What I learned in Paris: Review

KATHERINE SHELTON | STAFF REPORTER

“No man is a catch if he does not love you madly.”

Erika LaVonn learned this in Paris, and she continues to teach it to other characters as she deciphers her own emotions and guides other characters through theirs.

Indiana Repertory Theatre is currently showing playwright Pearl Cleage’s “What I Learned in Paris.”

Cleage is known for writing on topics such as racism and sexism, and this production was no exception.

With an entirely African-American cast dominated by females, this play is meant to reverse the norm of how most plays are written.

Witty banter, complex-yet-relatable emotions, humor and dynamic characters spice this script into something delectable.

“What I Learned in Paris” is a fairly new play, and therefore atypical of the standard IRT productions.

Once seen, however, one cannot question this play’s value.

The setting is an apartment room in Atlanta, Georgia, in 1973, when the first black mayor of a southern city was elected.

The play centers around four individuals who worked on the campaign trail and one independent divorcee.

With lots of twists and excitement all taking place within one room of an apartment, this climactic and intimate script allows for those electric human nuances we go to the theatre to see.

The caliber of the production value is as intricately lovely as one comes to expect of any IRT performance.

Period-appropriate music launched the audience into the world of the play from the first five seconds.

Careful detail was taken in the dressing of the stage, which is a very difficult feat when one is designing for a thrust stage.

In this type of setting, audience members sit on three different sides of the stage. Direction and blocking also kept things open to all audience members equally.

Costumes were enticing, for the most part.

During a particular cocktail scene, however, all three women wore slightly varying shades of the same color.

Aside from this glaring issue, the costumes felt generally consistent for each character and for the 1970s.

All around, the play brought and maintained high energy that gripped audience members.

Particular highlights in acting go to David Alan Anderson and Tracey N. Bonner. Both gave textured performances that painted true people we probably feel we know in real life.

LaVonn played a larger-than-life character.

While I felt she occasionally got stuck in a similar rhythm of speech, she also touched my heart at several points in the production.

Cedric Mays played a two-dimensional character. While he delivered all that was required, it would have been more interesting to see him bring that third dimension to John Nelson.

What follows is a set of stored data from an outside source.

use crate::core::state::{SessionState, StateRules};
use crate::errors::{Error, Result};
use serde::{Deserialize, Serialize};
use serde_json::Value;
use std::fs;
use std::io::Write;
use std::path::{Path, PathBuf};
use tempfile::NamedTempFile;

/// Schema tag written into every state document.
pub const SCHEMA_VERSION: i64 = 1;

#[derive(Debug, Serialize)]
#[serde(rename_all = "camelCase")]
struct DocumentRef<'a> {
    schema_version: i64,
    state: &'a SessionState,
}

/// Load a state document, checking only the built-in invariants.
pub fn load(path: &Path) -> Result<SessionState> {
    load_with(path, &StateRules::default())
}

/// Load a state document and validate it against `rules`.
pub fn load_with(path: &Path, rules: &StateRules) -> Result<SessionState> {
    let contents = fs::read_to_string(path)?;
    decode_document(&contents, rules)
}

pub fn save(path: &Path, state: &SessionState) -> Result<PathBuf> {
    let doc = DocumentRef {
        schema_version: SCHEMA_VERSION,
        state,
    };
    let contents = serde_json::to_string_pretty(&doc)?;
    write_atomic(path, contents.as_bytes())?;
    Ok(path.to_path_buf())
}

/// Read saved input history. A missing file is an empty history.
pub fn load_history(path: &Path) -> Result<Vec<String>> {
    if !path.exists() {
        return Ok(Vec::new());
    }
    let contents = fs::read_to_string(path)?;
    serde_json::from_str(&contents).map_err(|e| {
        Error::corrupt(format!(
            "history file '{}' is not a JSON list of strings: {e}",
            path.display()
        ))
    })
}

/// Persist the newest `limit` history entries.
pub fn save_history(path: &Path, entries: &[String], limit: usize) -> Result<PathBuf> {
    let start = entries.len().saturating_sub(limit);
    let contents = serde_json::to_string_pretty(&entries[start..])?;
    write_atomic(path, contents.as_bytes())?;
    Ok(path.to_path_buf())
}

fn decode_document(contents: &str, rules: &StateRules) -> Result<SessionState> {
    let value: Value = serde_json::from_str(contents)
        .map_err(|e| Error::corrupt(format!("invalid JSON: {e}")))?;
    let doc = value
        .as_object()
        .ok_or_else(|| Error::corrupt("top-level value is not an object"))?;

    let version = doc
        .get("schemaVersion")
        .ok_or_else(|| Error::corrupt("missing field `schemaVersion`"))?
        .as_i64()
        .ok_or_else(|| Error::corrupt("`schemaVersion` is not an integer"))?;
    if version != SCHEMA_VERSION {
        return Err(Error::IncompatibleVersion {
            found: version,
            supported: SCHEMA_VERSION,
        });
    }

    let raw_state = doc
        .get("state")
        .ok_or_else(|| Error::corrupt("missing field `state`"))?;
    let state = SessionState::deserialize(raw_state)
        .map_err(|e| Error::corrupt(format!("invalid state: {e}")))?;
    rules.check(&state).map_err(Error::CorruptState)?;
    Ok(state)
}

/// Write `bytes` to a temp file beside `path`, sync it, then rename it over `path`.
/// On failure the previous file is untouched and the temp file is removed.
pub(crate) fn write_atomic(path: &Path, bytes: &[u8]) -> std::io::Result<()> {
    let dir = match path.parent() {
        Some(parent) if !parent.as_os_str().is_empty() => parent.to_path_buf(),
        _ => PathBuf::from("."),
    };
    fs::create_dir_all(&dir)?;

    let mut tmp = NamedTempFile::new_in(&dir)?;
    tmp.write_all(bytes)?;
    tmp.flush()?;
    tmp.as_file().sync_all()?;
    tmp.persist(path).map_err(|e| e.error)?;
    Ok(())
}
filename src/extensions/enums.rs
use strum::IntoEnumIterator;

/// Comma-separated list of every variant's string form, for error messages.
pub fn valid_csv<T>() -> String
where
    T: IntoEnumIterator + AsRef<str>,
{
    T::iter()
        .map(|v| v.as_ref().to_owned())
        .collect::<Vec<_>>()
        .join(", ")
}
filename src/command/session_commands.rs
use crate::arg::args::{BoundArgs, Param, ParamKind};
use crate::command::descriptor::{Action, CommandDescriptor, Output, SessionCtx};
use crate::config::ConfigKey;
use crate::errors::{Error, Result};
use crate::ui::table_printer::TablePrinter;

const COMMAND: &[Param] = &[Param::optional("command", ParamKind::Word)];
const PATH: &[Param] = &[Param::optional("path", ParamKind::Path)];
const CONFIG: &[Param] = &[
    Param::optional("key", ParamKind::Word),
    Param::rest("value", ParamKind::Text),
];

/// Commands that act on the engine rather than the state.
pub fn descriptors() -> Vec<CommandDescriptor> {
    vec![
        CommandDescriptor::new("help", "List commands or show one command", Action::Session(help))
            .aliases(&["?"])
            .params(COMMAND),
        CommandDescriptor::new("history", "List lines entered this session", Action::Session(history)),
        CommandDescriptor::new("save", "Save the session state", Action::Session(save))
            .params(PATH),
        CommandDescriptor::new("load", "Load a saved session state", Action::Session(load))
            .params(PATH),
        CommandDescriptor::new("config", "Show or change settings", Action::Session(config))
            .aliases(&["cfg"])
            .params(CONFIG),
        CommandDescriptor::new("log", "Print this session's log file", Action::Session(log)),
        CommandDescriptor::new("exit", "Leave the session", Action::Exit).aliases(&["quit"]),
    ]
}

fn help(ctx: &mut SessionCtx<'_>, args: &BoundArgs) -> Result<Output> {
    let registry = &ctx.app.registry;
    if let Some(name) = args.word("command") {
        let cmd = registry.resolve(name)?;
        let mut out = vec![cmd.usage(), format!("  {}", cmd.summary)];
        if !cmd.aliases.is_empty() {
            out.push(format!("  Aliases: {}", cmd.aliases.join(", ")));
        }
        return Ok(out.join("\n"));
    }

    let rows: Vec<Vec<String>> = registry
        .iter()
        .map(|cmd| {
            let name = if cmd.aliases.is_empty() {
                cmd.name.to_string()
            } else {
                format!("{} ({})", cmd.name, cmd.aliases.join(", "))
            };
            let params = cmd
                .params
                .iter()
                .map(|p| p.to_string())
                .collect::<Vec<_>>()
                .join(" ");
            vec![name, params, cmd.summary.to_string()]
        })
        .collect();
    Ok(TablePrinter::for_terminal().render(
        "commands",
        &["COMMAND", "ARGS", "DESCRIPTION"],
        &rows,
        None,
    ))
}

fn history(ctx: &mut SessionCtx<'_>, _args: &BoundArgs) -> Result<Output> {
    let rows: Vec<Vec<String>> = ctx
        .history
        .iter()
        .enumerate()
        .map(|(i, line)| vec![(i + 1).to_string(), line.clone()])
        .collect();
    Ok(TablePrinter::for_terminal().render("history", &["#", "INPUT"], &rows, Some("No history")))
}

fn save(ctx: &mut SessionCtx<'_>, args: &BoundArgs) -> Result<Output> {
    let written = ctx.app.save_state(args.path("path"))?;
    Ok(format!("Saved to {}", written.display()))
}

fn load(ctx: &mut SessionCtx<'_>, args: &BoundArgs) -> Result<Output> {
    let read = ctx.app.load_state(args.path("path"))?;
    Ok(format!("Loaded {}", read.display()))
}

fn config(ctx: &mut SessionCtx<'_>, args: &BoundArgs) -> Result<Output> {
    let printer = TablePrinter::for_terminal();
    let headers = ["KEY", "VALUE", "DESCRIPTION"];

    let Some(raw_key) = args.word("key") else {
        let rows: Vec<Vec<String>> = ctx
            .app
            .config
            .rows()
            .iter()
            .map(|(k, d, v)| vec![k.clone(), v.clone(), d.clone()])
            .collect();
        return Ok(printer.render("config", &headers, &rows, None));
    };

    let key = ConfigKey::try_from(raw_key)?;
    match args.text("value") {
        None => {
            let (k, d, v) = ctx.app.config.row(key);
            Ok(printer.render("config", &headers, &[vec![k, v, d]], None))
        }
        Some(value) => {
            let (k, old, new) = ctx.app.set_config(key, value)?;
            Ok(format!("{k}: {old} -> {new}"))
        }
    }
}

fn log(ctx: &mut SessionCtx<'_>, _args: &BoundArgs) -> Result<Output> {
    match ctx.app.logger.read_current() {
        None => Ok("No logs".to_string()),
        Some(Ok(text)) if text.trim().is_empty() => Ok("No logs".to_string()),
        Some(Ok(text)) => Ok(text.trim_end().to_string()),
        Some(Err(e)) => Err(Error::Io(e)),
    }
}
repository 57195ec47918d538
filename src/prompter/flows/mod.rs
pub mod main_flow;
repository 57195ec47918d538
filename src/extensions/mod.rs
pub mod enums;
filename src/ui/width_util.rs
use terminal_size::{Width, terminal_size};

use crate::ui::ascii::ESC;

#[derive(Debug, Default, Clone)]
pub struct WidthUtil;

impl WidthUtil {
    pub fn strip_ansi(s: &str) -> String {
        let mut out = String::with_capacity(s.len());
        let mut chars = s.chars().peekable();

        while let Some(c) = chars.next() {
            if c == ESC && chars.peek() == Some(&'[') {
                chars.next();
                // CSI sequences end at the first alphabetic byte.
                for nc in chars.by_ref() {
                    if nc.is_ascii_alphabetic() {
                        break;
                    }
                }
                continue;
            }
            out.push(c);
        }
        out
    }

    pub fn visible_width(&self, s: &str) -> usize {
        Self::strip_ansi(s).chars().count()
    }

    pub fn pad_visible(&self, s: &str, width: usize) -> String {
        let w = self.visible_width(s);
        if w >= width {
            return s.to_string();
        }
        format!("{s}{}", " ".repeat(width - w))
    }

    /// Best-effort terminal width (defaults to 80).
    pub fn terminal_width(&self) -> usize {
        match terminal_size() {
            Some((Width(w), _)) => w as usize,
            None => 80,
        }
    }
}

LaKeisha Randle was by far the weakest link of the production. Her habit of overacting, looking like a cartoon amongst humans, was annoying. Yet even this fault was not enough to take me out of the flow of the play.

However, a great rumbling did interrupt the flow of the show the night I went to see it.

First, I felt it in my seat. After looking to my immediate neighbors in horror, I looked upward and saw the heavy lights tremble. A couple seconds of stillness, and then still more violent tremors permeated the performance space, shaking the beams overhead. We all started to get concerned for our safety, but the actors continued performing, as if nothing were going on. True professionalism.

During the act break, an IRT staff member informed us that we had simply arrived on prom night.

“This is prom season,” she explained with a shrug. “They meant to warn us about it beforehand.”

Although a simple mistake, the shaking of the building continued to startle me and distract me during the second act.

If you decide to see this delightful, feel-good production, be sure to ask for a night when there is no prom booming above you like the apocalypse.